=== TASK ===
The required answer is every line of the data containing the word "LoginEmail".

=== GIVEN RECORDS ===
#[cfg(test)]
mod tests {
    use super::*;
    use crate::auth::SubmissionState;
    use crate::gateway::{AuthError, MockAuthGateway, Session};
    use crate::state::SocialProvider;

    fn key(code: KeyCode) -> KeyEvent {
        KeyEvent::new(code, KeyModifiers::NONE)
    }

    fn ctrl(c: char) -> KeyEvent {
        KeyEvent::new(KeyCode::Char(c), KeyModifiers::CONTROL)
    }

    fn type_text(app: &mut App, text: &str) {
        for c in text.chars() {
            app.handle_key(key(KeyCode::Char(c))).unwrap();
        }
    }

    fn test_config() -> AuthConfig {
        AuthConfig {
            redirect_delay_ms: Some(0),
            ..Default::default()
        }
    }

    fn accepting_gateway() -> MockAuthGateway {
        let mut gateway = MockAuthGateway::new();
        gateway
            .expect_authenticate()
            .returning(|c| Ok(Session::issue(c.email, None)));
        gateway
            .expect_register()
            .returning(|p| Ok(Session::issue(p.email, None)));
        gateway
            .expect_authenticate_social()
            .returning(|p| Ok(Session::issue(p.clone(), Some(p))));
        gateway
    }

    /// App already past the splash
    fn auth_app(gateway: MockAuthGateway) -> App {
        let mut app = App::with_gateway(&test_config(), Arc::new(gateway));
        app.handle_key(key(KeyCode::Enter)).unwrap();
        app.tick(Instant::now(), 24);
        app
    }

    /// Let spawned submissions finish and apply their events
    async fn settle(app: &mut App) {
        for _ in 0..20 {
            tokio::task::yield_now().await;
            app.tick(Instant::now(), 24);
        }
    }

    mod splash {
        use super::*;
        use pretty_assertions::assert_eq;

        #[tokio::test]
        async fn test_any_key_skips_to_auth() {
            let mut app = App::with_gateway(&test_config(), Arc::new(MockAuthGateway::new()));
            assert!(app.in_splash());
            app.handle_key(key(KeyCode::Char('x'))).unwrap();
            app.tick(Instant::now(), 24);
            assert_eq!(app.state.current_view, View::Auth);
            assert!(app.splash_state.is_none());
            assert_eq!(app.app_name, "AlgoRhythm");
        }
    }

    mod navigation {
        use super::*;
        use pretty_assertions::assert_eq;

        #[tokio::test]
        async fn test_ctrl_t_toggles_panels() {
            let mut app = auth_app(MockAuthGateway::new());
            app.handle_key(ctrl('t')).unwrap();
            assert_eq!(app.state.auth_view, AuthView::Register);
            assert!(app.state.transition.is_some());
            app.handle_key(ctrl('t')).unwrap();
            assert_eq!(app.state.auth_view, AuthView::Login);
        }

        #[tokio::test]
        async fn test_typing_goes_to_focused_field() {
            let mut app = auth_app(MockAuthGateway::new());
            type_text(&mut app, "a@b.co");
            app.handle_key(key(KeyCode::Tab)).unwrap();
            type_text(&mut app, "pw");
            app.handle_key(key(KeyCode::Backspace)).unwrap();

            assert_eq!(app.state.login_form.email.as_text(), "a@b.co");
            assert_eq!(app.state.login_form.password.as_text(), "p");
        }

        #[tokio::test]
        async fn test_space_toggles_terms_checkbox() {
            let mut app = auth_app(MockAuthGateway::new());
            app.handle_key(ctrl('t')).unwrap();
            app.state.register_form.set_active_field(4);
            app.handle_key(key(KeyCode::Char(' '))).unwrap();
            assert!(app.state.register_form.accept_terms.is_checked());
            app.handle_key(key(KeyCode::Char('x'))).unwrap();
            assert!(app.state.register_form.accept_terms.is_checked());
        }

        #[tokio::test]
        async fn test_buttons_row_ignores_text() {
            let mut app = auth_app(MockAuthGateway::new());
            app.handle_key(key(KeyCode::BackTab)).unwrap();
            assert!(app.state.login_form.is_buttons_row_active());
            type_text(&mut app, "abc");
            app.handle_key(key(KeyCode::Right)).unwrap();
            assert_eq!(
                app.state.login_form.selected_action(),
                FormAction::ForgotPassword
            );
            assert_eq!(app.state.login_form.email.as_text(), "");
        }
    }

    mod submission {
        use super::*;
        use pretty_assertions::assert_eq;

        #[tokio::test]
        async fn test_invalid_login_marks_field_and_notifies() {
            let mut gateway = MockAuthGateway::new();
            gateway.expect_authenticate().never();
            let mut app = auth_app(gateway);
            type_text(&mut app, "not-an-email");
            app.handle_key(key(KeyCode::Enter)).unwrap();
            settle(&mut app).await;

            assert_eq!(
                app.field_error(FieldId::LoginEmail),
                Some("Please enter a valid email address")
            );
            let note = app.state.notification.as_ref().unwrap();
            assert_eq!(note.severity, Severity::Error);
            assert_eq!(app.controller().state(&FormId::Login), SubmissionState::Idle);
        }

        #[tokio::test]
        async fn test_successful_login_redirects_to_dashboard() {
            let mut app = auth_app(accepting_gateway());
            type_text(&mut app, "ada@example.com");
            app.handle_key(key(KeyCode::Tab)).unwrap();
            type_text(&mut app, "secret");
            app.handle_key(key(KeyCode::Enter)).unwrap();
            settle(&mut app).await;

            assert_eq!(app.state.current_view, View::Dashboard);
            let session = app.state.session.as_ref().unwrap();
            assert_eq!(session.subject, "ada@example.com");
            assert!(app.state.loading.is_empty());
            assert_eq!(app.state.login_form.email.as_text(), "");
        }

        #[tokio::test]
        async fn test_success_modal_waits_for_redirect_delay() {
            let config = AuthConfig {
                redirect_delay_ms: Some(60_000),
                ..Default::default()
            };
            let mut app = App::with_gateway(&config, Arc::new(accepting_gateway()));
            app.handle_key(key(KeyCode::Enter)).unwrap();
            app.tick(Instant::now(), 24);
            type_text(&mut app, "ada@example.com");
            app.handle_key(key(KeyCode::Tab)).unwrap();
            type_text(&mut app, "secret");
            app.handle_key(key(KeyCode::Enter)).unwrap();
            settle(&mut app).await;

            assert_eq!(app.state.current_view, View::Auth);
            assert_eq!(
                app.state.success_modal.as_deref(),
                Some("Welcome back to AlgoRhythm!")
            );
            assert!(app.state.redirect_at.is_some());

            app.handle_key(key(KeyCode::Esc)).unwrap();
            assert!(app.state.success_modal.is_none());
        }

        #[tokio::test]
        async fn test_register_without_terms_row() {
            let config = AuthConfig {
                redirect_delay_ms: Some(0),
                require_terms_acceptance: Some(false),
                ..Default::default()
            };
            let mut app = App::with_gateway(&config, Arc::new(accepting_gateway()));
            app.handle_key(key(KeyCode::Enter)).unwrap();
            app.tick(Instant::now(), 24);
            app.handle_key(ctrl('t')).unwrap();
            assert!(!app.state.register_form.show_terms);

            type_text(&mut app, "Ada");
            app.handle_key(key(KeyCode::Tab)).unwrap();
            type_text(&mut app, "ada@example.com");
            app.handle_key(key(KeyCode::Tab)).unwrap();
            type_text(&mut app, "secret");
            app.handle_key(key(KeyCode::Tab)).unwrap();
            type_text(&mut app, "secret");
            app.handle_key(key(KeyCode::Tab)).unwrap();
            assert!(app.state.register_form.is_buttons_row_active());

            app.handle_key(key(KeyCode::Enter)).unwrap();
            settle(&mut app).await;
            assert_eq!(app.state.current_view, View::Dashboard);
            assert!(!app.state.register_form.show_terms);
        }

        #[tokio::test]
        async fn test_gateway_failure_is_surfaced() {
            let mut gateway = MockAuthGateway::new();
            gateway
                .expect_authenticate()
                .returning(|_| Err(AuthError::new("Invalid credentials")));
            let mut app = auth_app(gateway);
            type_text(&mut app, "test@error.com");
            app.handle_key(key(KeyCode::Tab)).unwrap();
            type_text(&mut app, "x");
            app.handle_key(key(KeyCode::Enter)).unwrap();
            settle(&mut app).await;

            assert_eq!(app.state.current_view, View::Auth);
            assert_eq!(
                app.state.notification.as_ref().map(|n| n.message.as_str()),
                Some("Invalid credentials")
            );
            assert_eq!(
                app.controller().state(&FormId::Login),
                SubmissionState::Failed {
                    message: "Invalid credentials".to_string()
                }
            );
        }

        #[tokio::test]
        async fn test_social_button_signs_in() {
            let mut app = auth_app(accepting_gateway());
            app.state.login_form.set_active_field(2);
            app.state.login_form.set_selected_button(3);
            assert_eq!(
                app.state.login_form.selected_action(),
                FormAction::Social(SocialProvider::GitHub)
            );
            app.handle_key(key(KeyCode::Enter)).unwrap();
            settle(&mut app).await;

            let session = app.state.session.as_ref().unwrap();
            assert_eq!(session.provider.as_deref(), Some("github"));
            assert_eq!(app.state.current_view, View::Dashboard);
        }

        /// Email sign-in answers at once; social sign-in waits for `release`
        struct SlowSocialGateway {
            gate: tokio::sync::Semaphore,
        }

        #[async_trait::async_trait]
        impl AuthGateway for SlowSocialGateway {
            async fn authenticate(
                &self,
                credentials: crate::gateway::Credentials,
            ) -> Result<Session, AuthError> {
                Ok(Session::issue(credentials.email, None))
            }

            async fn register(
                &self,
                profile: crate::gateway::Profile,
            ) -> Result<Session, AuthError> {
                Ok(Session::issue(profile.email, None))
            }

            async fn authenticate_social(&self, provider: String) -> Result<Session, AuthError> {
                if let Ok(permit) = self.gate.acquire().await {
                    permit.forget();
                }
                Ok(Session::issue(provider.clone(), Some(provider)))
            }
        }

        #[tokio::test]
        async fn test_late_social_success_stays_off_the_dashboard() {
            let gateway = Arc::new(SlowSocialGateway {
                gate: tokio::sync::Semaphore::new(0),
            });
            let mut app = App::with_gateway(&test_config(), gateway.clone());
            app.handle_key(key(KeyCode::Enter)).unwrap();
            app.tick(Instant::now(), 24);
            let github = FormId::social("github");

            app.state.login_form.set_active_field(2);
            app.state.login_form.set_selected_button(3);
            app.handle_key(key(KeyCode::Enter)).unwrap();
            settle(&mut app).await;
            assert!(app.state.is_loading(&github));

            app.state.login_form.set_active_field(0);
            type_text(&mut app, "ada@example.com");
            app.handle_key(key(KeyCode::Tab)).unwrap();
            type_text(&mut app, "secret");
            app.handle_key(key(KeyCode::Enter)).unwrap();
            settle(&mut app).await;

            assert_eq!(app.state.current_view, View::Dashboard);
            assert!(app.state.is_loading(&github));
            assert_eq!(app.controller().state(&github), SubmissionState::Pending);

            gateway.gate.add_permits(1);
            settle(&mut app).await;

            assert_eq!(app.state.current_view, View::Dashboard);
            assert!(app.state.success_modal.is_none());
            assert!(app.state.redirect_at.is_none());
            assert!(!app.state.is_loading(&github));
            assert_eq!(
                app.state.session.as_ref().map(|s| s.subject.as_str()),
                Some("ada@example.com")
            );
        }

        #[tokio::test]
        async fn test_forgot_password_without_email_focuses_email() {
            let mut app = auth_app(MockAuthGateway::new());
            app.state.login_form.set_active_field(2);
            app.state.login_form.set_selected_button(1);
            app.handle_key(key(KeyCode::Enter)).unwrap();
            app.tick(Instant::now(), 24);

            assert_eq!(app.state.login_form.active_field(), 0);
            assert_eq!(
                app.state.notification.as_ref().map(|n| n.message.as_str()),
                Some("Please enter your email address first")
            );
        }

        #[tokio::test]
        async fn test_editing_clears_field_error() {
            let mut app = auth_app(MockAuthGateway::new());
            app.handle_key(key(KeyCode::Enter)).unwrap();
            settle(&mut app).await;
            assert!(app.field_error(FieldId::LoginEmail).is_some());

            type_text(&mut app, "a");
            assert!(app.field_error(FieldId::LoginEmail).is_none());
        }
    }

    mod dashboard {
        use super::*;
        use pretty_assertions::assert_eq;

        #[tokio::test]
        async fn test_sign_out_and_quit() {
            let mut app = auth_app(MockAuthGateway::new());
            app.state.current_view = View::Dashboard;
            app.state.session = Some(Session::issue("ada@example.com", None));

            app.handle_key(key(KeyCode::Char('l'))).unwrap();
            assert_eq!(app.state.current_view, View::Auth);
            assert!(app.state.session.is_none());

            app.state.current_view = View::Dashboard;
            app.handle_key(key(KeyCode::Char('q'))).unwrap();
            assert!(app.should_quit());
        }

        #[tokio::test]
        async fn test_ctrl_l_signs_out() {
            let mut app = auth_app(MockAuthGateway::new());
            app.state.current_view = View::Dashboard;
            app.handle_key(ctrl('l')).unwrap();
            assert_eq!(app.state.current_view, View::Auth);
        }
    }
}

=== RESPONSE FOR THIS EXERCISE ===
                app.field_error(FieldId::LoginEmail),
            assert!(app.field_error(FieldId::LoginEmail).is_some());
            assert!(app.field_error(FieldId::LoginEmail).is_none());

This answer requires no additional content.